Proceedings of the XXth Conference of Open Innovations Association FRUCT (May 2023)
Domain Blacklist Efficacy for Phishing Web-page Detection Over an Extended Time Period
Abstract
Phishing domains and web pages are the most common techniques cybercriminals use and a backbone of social engineering techniques causing tremendous losses globally. A domain blacklist is one of the oldest techniques used for phishing detection and has been superseded by more modern and more accurate techniques - in practice and research. Analysis which was conducted using the 10-year phishing data from 2013 to 2022, collected from PhishTank and PhishStats websites, was aimed to calculate and assess the domain blacklist efficacy in capturing phishing web pages during this time period and for the future.
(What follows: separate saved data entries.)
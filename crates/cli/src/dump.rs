//! Token dumps: one `<KIND: literal>` token per line.

use std::io::{self, BufRead, Write};

use strictjson_core::{Token, TokenKind};

/// Tokens read from a dump, plus how many lines were rejected.
#[derive(Debug, Default)]
pub(crate) struct TokenDump {
    pub tokens: Vec<Token>,
    pub skipped: usize,
}

/// Read a token dump. Blank lines are ignored; malformed lines are logged
/// and skipped.
pub(crate) fn read_token_dump<R: BufRead>(reader: R) -> io::Result<TokenDump> {
    let mut dump = TokenDump::default();
    for (idx, line) in reader.lines().enumerate() {
        let line = line?;
        let line = line.trim();
        if line.is_empty() {
            continue;
        }
        match parse_line(line) {
            Ok(token) => dump.tokens.push(token),
            Err(reason) => {
                log::warn!("line {}: invalid token format ({}): {}", idx + 1, reason, line);
                dump.skipped += 1;
            }
        }
    }
    Ok(dump)
}

fn parse_line(line: &str) -> Result<Token, String> {
    let inner = line
        .strip_prefix('<')
        .and_then(|l| l.strip_suffix('>'))
        .ok_or_else(|| "expected <KIND: literal>".to_owned())?;
    let (kind, literal) = match inner.split_once(':') {
        Some((kind, literal)) => (kind, literal.trim()),
        None => (inner, ""),
    };
    let kind: TokenKind = kind.trim().parse().map_err(|e| format!("{}", e))?;
    Ok(Token::new(kind, literal))
}

pub(crate) fn write_token_dump(w: &mut dyn Write, tokens: &[Token]) -> io::Result<()> {
    for token in tokens {
        writeln!(w, "{}", token)?;
    }
    Ok(())
}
The complete process consisted of data collection and consolidation - merging the data from both sources, data cleansing, and blacklist creation, followed by the analysis to calculate and collate the figures and observations. The last step was to review the gathered results and summarize the conclusions. The results show that only a small portion of the phishing domains ≈22%) re-occur and therefore are an eligible target of blacklist detection. Though, this is not a negligible number, especially when between ≈6% and ≈62% of records (from PhishTank) found in the blacklist were previously unclassified. A casual look at more recent trends doesn't provide a lot of supportive arguments in favor of blacklist as a future-proof technique either. However, the increased use of newly registered domains proves that cybercriminals must tap into the pool of new domains as current solutions utilizing blacklists effectively eliminate the re-used domains.